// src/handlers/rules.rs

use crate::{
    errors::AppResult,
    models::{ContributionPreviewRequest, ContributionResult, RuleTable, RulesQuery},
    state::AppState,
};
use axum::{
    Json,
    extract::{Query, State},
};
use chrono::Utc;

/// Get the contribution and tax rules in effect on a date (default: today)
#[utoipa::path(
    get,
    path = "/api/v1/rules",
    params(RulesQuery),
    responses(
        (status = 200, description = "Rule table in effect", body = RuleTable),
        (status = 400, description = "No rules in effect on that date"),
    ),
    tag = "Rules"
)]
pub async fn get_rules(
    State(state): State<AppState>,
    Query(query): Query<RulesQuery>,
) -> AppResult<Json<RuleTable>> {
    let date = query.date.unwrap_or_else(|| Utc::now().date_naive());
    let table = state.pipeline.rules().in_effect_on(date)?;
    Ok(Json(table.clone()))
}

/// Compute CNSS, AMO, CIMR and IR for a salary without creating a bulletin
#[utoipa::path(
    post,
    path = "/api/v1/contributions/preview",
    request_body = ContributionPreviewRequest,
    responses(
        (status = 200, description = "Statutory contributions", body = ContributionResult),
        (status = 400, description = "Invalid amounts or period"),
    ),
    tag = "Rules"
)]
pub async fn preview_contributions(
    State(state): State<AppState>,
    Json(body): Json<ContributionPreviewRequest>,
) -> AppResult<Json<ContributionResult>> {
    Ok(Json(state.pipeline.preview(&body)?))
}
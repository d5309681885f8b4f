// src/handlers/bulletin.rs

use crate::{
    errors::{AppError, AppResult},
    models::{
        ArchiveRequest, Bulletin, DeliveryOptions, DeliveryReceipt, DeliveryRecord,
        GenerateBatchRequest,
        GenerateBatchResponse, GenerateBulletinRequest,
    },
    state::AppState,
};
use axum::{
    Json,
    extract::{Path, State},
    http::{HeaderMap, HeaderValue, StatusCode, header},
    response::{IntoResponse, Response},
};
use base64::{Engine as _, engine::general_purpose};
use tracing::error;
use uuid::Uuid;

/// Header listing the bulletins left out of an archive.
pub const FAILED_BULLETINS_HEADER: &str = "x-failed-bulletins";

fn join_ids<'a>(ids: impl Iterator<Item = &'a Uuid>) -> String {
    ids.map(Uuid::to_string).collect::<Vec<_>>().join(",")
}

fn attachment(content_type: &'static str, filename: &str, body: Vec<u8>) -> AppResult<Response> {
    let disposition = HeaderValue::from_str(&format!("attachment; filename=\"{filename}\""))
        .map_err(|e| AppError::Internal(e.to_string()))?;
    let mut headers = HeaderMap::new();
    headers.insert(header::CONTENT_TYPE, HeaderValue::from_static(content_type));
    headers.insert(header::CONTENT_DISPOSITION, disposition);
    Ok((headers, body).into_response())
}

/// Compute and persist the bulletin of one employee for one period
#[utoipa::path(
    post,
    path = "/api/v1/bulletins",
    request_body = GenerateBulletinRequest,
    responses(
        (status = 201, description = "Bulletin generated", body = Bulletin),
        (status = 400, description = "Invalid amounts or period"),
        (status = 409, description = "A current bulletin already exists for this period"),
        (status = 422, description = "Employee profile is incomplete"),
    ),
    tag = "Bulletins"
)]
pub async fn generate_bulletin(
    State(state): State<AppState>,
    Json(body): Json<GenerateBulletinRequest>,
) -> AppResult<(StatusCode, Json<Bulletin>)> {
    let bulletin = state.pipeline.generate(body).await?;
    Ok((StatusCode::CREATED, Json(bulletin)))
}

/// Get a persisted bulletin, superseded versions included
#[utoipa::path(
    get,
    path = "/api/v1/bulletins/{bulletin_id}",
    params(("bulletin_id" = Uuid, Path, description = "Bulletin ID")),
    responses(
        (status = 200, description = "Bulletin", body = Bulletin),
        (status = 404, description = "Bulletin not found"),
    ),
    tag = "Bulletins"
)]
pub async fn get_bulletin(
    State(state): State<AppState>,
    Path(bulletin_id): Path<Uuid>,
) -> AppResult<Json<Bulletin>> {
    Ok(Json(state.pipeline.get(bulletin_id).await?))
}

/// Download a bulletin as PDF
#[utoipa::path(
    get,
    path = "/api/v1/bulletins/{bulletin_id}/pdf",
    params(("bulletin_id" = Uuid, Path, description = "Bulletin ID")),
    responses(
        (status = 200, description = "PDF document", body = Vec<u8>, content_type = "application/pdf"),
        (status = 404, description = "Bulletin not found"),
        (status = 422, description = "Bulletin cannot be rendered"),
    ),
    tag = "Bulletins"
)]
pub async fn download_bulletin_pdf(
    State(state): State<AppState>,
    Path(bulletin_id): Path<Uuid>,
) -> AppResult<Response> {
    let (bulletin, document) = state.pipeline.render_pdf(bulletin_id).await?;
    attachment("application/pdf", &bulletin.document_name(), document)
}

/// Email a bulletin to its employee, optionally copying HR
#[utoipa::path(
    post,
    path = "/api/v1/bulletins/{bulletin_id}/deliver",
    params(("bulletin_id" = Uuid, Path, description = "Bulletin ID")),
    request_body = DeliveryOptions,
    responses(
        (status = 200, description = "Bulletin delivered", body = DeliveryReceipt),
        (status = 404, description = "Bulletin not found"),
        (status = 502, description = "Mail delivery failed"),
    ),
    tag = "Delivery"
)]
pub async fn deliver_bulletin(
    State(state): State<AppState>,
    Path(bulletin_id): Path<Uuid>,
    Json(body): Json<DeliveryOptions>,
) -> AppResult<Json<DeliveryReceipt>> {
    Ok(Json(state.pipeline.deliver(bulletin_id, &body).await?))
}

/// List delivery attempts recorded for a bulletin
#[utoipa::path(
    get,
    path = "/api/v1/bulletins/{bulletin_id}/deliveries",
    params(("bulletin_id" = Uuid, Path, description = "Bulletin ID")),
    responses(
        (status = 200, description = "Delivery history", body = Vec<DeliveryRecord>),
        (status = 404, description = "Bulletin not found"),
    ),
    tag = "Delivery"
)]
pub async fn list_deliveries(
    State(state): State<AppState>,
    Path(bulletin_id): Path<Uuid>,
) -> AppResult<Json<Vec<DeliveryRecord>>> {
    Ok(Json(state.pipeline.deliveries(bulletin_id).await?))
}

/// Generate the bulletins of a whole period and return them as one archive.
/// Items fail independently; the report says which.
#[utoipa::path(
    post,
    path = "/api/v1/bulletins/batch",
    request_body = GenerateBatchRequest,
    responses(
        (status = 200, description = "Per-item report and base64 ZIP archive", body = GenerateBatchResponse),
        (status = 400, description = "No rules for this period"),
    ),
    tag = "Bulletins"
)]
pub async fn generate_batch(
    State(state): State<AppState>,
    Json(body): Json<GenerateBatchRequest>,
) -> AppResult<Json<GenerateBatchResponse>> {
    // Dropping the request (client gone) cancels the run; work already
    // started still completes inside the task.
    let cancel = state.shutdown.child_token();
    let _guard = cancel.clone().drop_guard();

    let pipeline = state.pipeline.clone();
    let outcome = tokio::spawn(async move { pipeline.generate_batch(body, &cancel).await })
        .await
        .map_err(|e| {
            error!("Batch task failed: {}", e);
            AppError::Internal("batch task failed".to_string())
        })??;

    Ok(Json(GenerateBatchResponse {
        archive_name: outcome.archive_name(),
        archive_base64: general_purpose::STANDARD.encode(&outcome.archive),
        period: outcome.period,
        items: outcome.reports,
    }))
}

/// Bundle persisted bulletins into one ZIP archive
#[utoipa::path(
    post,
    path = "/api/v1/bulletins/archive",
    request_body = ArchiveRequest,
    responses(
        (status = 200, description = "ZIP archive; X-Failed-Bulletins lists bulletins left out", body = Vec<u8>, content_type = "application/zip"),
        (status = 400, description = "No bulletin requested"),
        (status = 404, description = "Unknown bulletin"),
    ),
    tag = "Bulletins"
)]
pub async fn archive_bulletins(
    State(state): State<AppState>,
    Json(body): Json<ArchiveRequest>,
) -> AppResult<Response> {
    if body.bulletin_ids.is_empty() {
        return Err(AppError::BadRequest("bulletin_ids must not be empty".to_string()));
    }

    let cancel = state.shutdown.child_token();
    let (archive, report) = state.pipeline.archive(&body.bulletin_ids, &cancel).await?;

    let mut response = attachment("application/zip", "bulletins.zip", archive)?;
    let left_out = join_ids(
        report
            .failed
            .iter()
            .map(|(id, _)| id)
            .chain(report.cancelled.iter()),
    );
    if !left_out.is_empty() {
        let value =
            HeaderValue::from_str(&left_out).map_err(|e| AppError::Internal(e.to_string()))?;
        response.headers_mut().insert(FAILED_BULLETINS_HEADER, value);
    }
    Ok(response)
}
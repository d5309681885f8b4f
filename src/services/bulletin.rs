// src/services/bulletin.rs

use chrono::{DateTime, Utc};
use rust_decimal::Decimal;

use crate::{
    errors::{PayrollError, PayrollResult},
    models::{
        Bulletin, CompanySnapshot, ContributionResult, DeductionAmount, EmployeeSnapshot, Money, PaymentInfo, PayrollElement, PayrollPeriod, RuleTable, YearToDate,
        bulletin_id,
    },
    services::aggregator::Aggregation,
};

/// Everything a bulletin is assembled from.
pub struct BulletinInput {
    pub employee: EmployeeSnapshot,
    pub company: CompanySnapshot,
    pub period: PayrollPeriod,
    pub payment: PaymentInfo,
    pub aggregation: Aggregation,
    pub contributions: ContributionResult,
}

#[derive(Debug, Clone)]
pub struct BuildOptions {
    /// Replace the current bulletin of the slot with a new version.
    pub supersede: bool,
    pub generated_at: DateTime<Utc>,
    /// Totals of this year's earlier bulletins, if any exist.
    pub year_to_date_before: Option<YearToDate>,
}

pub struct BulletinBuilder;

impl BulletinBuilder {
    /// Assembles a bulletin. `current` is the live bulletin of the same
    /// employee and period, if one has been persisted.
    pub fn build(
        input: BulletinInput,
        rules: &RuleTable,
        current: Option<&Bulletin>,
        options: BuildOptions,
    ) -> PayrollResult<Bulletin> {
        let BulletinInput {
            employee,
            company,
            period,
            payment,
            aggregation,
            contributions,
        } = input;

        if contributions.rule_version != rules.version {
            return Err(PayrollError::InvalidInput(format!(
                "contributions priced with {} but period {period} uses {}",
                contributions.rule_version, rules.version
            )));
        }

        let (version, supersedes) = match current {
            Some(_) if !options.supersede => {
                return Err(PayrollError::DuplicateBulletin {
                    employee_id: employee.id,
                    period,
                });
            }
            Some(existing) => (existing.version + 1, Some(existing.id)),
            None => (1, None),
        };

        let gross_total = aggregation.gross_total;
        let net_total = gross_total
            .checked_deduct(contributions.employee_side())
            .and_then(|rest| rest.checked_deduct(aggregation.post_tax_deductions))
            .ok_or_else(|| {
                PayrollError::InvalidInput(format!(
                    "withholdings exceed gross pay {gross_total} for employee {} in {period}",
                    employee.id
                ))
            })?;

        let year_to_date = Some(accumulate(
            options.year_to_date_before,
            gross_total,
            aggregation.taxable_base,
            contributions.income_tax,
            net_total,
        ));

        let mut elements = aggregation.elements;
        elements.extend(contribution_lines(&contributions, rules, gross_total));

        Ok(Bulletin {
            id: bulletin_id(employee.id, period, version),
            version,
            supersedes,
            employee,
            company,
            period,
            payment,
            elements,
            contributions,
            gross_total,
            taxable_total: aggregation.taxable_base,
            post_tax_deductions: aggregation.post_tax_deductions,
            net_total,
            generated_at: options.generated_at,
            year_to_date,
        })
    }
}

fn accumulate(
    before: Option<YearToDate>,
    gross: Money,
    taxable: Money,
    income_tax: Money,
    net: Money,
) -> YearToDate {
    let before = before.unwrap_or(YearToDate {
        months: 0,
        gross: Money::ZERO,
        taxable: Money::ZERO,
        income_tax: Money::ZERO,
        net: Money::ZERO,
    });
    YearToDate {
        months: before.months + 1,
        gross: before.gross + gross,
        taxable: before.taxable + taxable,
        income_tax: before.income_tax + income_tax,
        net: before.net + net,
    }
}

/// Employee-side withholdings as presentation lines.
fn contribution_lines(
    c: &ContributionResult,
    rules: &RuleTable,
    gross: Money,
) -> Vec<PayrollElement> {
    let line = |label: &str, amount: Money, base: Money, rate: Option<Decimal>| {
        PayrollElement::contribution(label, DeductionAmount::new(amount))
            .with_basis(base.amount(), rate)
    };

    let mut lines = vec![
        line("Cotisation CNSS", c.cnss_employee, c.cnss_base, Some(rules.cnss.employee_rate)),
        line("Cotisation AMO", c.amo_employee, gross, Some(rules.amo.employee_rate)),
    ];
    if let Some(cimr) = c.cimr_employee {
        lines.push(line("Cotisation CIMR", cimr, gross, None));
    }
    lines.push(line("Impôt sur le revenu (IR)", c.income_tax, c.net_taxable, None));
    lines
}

:::

## Description of the task
The answer should consist of all lines from the records above that hold the word "accumulate".

## Exercise response
        let year_to_date = Some(accumulate(
fn accumulate(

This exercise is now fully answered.